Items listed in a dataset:
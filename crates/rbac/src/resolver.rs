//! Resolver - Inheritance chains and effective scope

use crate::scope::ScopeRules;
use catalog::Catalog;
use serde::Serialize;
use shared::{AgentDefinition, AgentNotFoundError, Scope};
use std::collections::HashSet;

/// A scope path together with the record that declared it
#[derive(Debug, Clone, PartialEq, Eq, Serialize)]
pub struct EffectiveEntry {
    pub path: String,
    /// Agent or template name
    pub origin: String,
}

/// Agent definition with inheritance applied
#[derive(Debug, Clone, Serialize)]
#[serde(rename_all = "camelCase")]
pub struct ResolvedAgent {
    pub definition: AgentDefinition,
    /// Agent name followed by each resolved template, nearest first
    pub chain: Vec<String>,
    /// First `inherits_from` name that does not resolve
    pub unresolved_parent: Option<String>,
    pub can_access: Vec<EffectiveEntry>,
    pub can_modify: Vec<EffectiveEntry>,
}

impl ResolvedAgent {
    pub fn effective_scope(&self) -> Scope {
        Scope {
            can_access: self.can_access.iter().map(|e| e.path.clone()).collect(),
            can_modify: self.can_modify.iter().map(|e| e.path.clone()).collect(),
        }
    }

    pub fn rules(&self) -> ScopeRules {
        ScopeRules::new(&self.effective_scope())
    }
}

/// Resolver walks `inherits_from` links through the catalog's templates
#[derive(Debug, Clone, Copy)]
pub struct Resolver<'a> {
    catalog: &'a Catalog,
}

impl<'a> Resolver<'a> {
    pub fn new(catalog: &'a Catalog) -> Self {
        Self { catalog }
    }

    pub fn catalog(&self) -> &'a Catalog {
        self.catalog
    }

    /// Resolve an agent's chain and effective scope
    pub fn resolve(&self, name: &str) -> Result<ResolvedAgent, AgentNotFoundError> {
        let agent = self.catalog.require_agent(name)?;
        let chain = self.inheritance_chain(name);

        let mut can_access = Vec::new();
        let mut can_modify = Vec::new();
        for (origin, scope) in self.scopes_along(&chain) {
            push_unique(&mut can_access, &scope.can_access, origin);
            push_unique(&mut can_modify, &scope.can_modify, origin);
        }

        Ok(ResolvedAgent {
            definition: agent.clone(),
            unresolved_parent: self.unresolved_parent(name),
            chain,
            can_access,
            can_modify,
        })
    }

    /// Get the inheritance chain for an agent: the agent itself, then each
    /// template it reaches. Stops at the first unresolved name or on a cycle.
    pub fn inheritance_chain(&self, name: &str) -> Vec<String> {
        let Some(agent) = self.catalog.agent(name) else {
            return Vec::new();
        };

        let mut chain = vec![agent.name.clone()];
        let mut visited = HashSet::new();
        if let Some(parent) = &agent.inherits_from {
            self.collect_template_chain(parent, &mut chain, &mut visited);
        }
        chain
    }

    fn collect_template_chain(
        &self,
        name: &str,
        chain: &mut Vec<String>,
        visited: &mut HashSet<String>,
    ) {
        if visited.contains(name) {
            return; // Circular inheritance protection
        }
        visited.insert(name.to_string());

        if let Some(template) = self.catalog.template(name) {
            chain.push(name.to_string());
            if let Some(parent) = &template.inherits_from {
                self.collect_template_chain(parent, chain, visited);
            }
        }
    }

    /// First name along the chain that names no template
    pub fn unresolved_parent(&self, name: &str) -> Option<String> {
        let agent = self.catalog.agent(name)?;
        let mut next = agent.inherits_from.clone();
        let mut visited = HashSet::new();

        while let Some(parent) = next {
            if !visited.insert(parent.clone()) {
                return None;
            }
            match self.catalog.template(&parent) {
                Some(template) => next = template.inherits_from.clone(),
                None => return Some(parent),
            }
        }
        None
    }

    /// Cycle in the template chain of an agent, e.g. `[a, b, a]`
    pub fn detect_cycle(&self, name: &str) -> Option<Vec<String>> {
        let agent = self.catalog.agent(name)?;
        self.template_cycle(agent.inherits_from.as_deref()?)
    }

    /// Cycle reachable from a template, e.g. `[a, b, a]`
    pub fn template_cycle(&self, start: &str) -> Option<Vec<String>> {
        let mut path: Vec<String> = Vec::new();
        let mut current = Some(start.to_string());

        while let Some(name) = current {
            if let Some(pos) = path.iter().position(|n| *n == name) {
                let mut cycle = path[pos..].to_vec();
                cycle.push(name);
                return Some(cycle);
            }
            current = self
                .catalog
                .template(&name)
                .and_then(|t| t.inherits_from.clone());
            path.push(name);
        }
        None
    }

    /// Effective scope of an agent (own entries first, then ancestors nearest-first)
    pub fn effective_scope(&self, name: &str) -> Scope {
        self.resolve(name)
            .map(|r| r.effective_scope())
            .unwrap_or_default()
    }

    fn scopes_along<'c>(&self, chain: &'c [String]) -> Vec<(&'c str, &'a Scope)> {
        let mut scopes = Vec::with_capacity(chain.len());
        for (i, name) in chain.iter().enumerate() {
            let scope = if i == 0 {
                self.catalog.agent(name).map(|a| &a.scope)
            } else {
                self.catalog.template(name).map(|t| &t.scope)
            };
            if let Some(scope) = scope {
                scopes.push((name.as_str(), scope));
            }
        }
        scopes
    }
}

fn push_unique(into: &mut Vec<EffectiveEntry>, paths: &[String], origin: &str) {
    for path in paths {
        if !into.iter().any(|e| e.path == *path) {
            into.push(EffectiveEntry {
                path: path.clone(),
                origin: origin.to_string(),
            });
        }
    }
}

__What to produce__. Transcribe each line of the data above, unaltered, from the one where "let chain = self.inheritance_chain(name);" appears to the one where "pub fn unresolved_parent(&self, name: &str)" appears, inclusive of both.

__Finished exercise__.
        let chain = self.inheritance_chain(name);

        let mut can_access = Vec::new();
        let mut can_modify = Vec::new();
        for (origin, scope) in self.scopes_along(&chain) {
            push_unique(&mut can_access, &scope.can_access, origin);
            push_unique(&mut can_modify, &scope.can_modify, origin);
        }

        Ok(ResolvedAgent {
            definition: agent.clone(),
            unresolved_parent: self.unresolved_parent(name),
            chain,
            can_access,
            can_modify,
        })
    }

    /// Get the inheritance chain for an agent: the agent itself, then each
    /// template it reaches. Stops at the first unresolved name or on a cycle.
    pub fn inheritance_chain(&self, name: &str) -> Vec<String> {
        let Some(agent) = self.catalog.agent(name) else {
            return Vec::new();
        };

        let mut chain = vec![agent.name.clone()];
        let mut visited = HashSet::new();
        if let Some(parent) = &agent.inherits_from {
            self.collect_template_chain(parent, &mut chain, &mut visited);
        }
        chain
    }

    fn collect_template_chain(
        &self,
        name: &str,
        chain: &mut Vec<String>,
        visited: &mut HashSet<String>,
    ) {
        if visited.contains(name) {
            return; // Circular inheritance protection
        }
        visited.insert(name.to_string());

        if let Some(template) = self.catalog.template(name) {
            chain.push(name.to_string());
            if let Some(parent) = &template.inherits_from {
                self.collect_template_chain(parent, chain, visited);
            }
        }
    }

    /// First name along the chain that names no template
    pub fn unresolved_parent(&self, name: &str) -> Option<String> {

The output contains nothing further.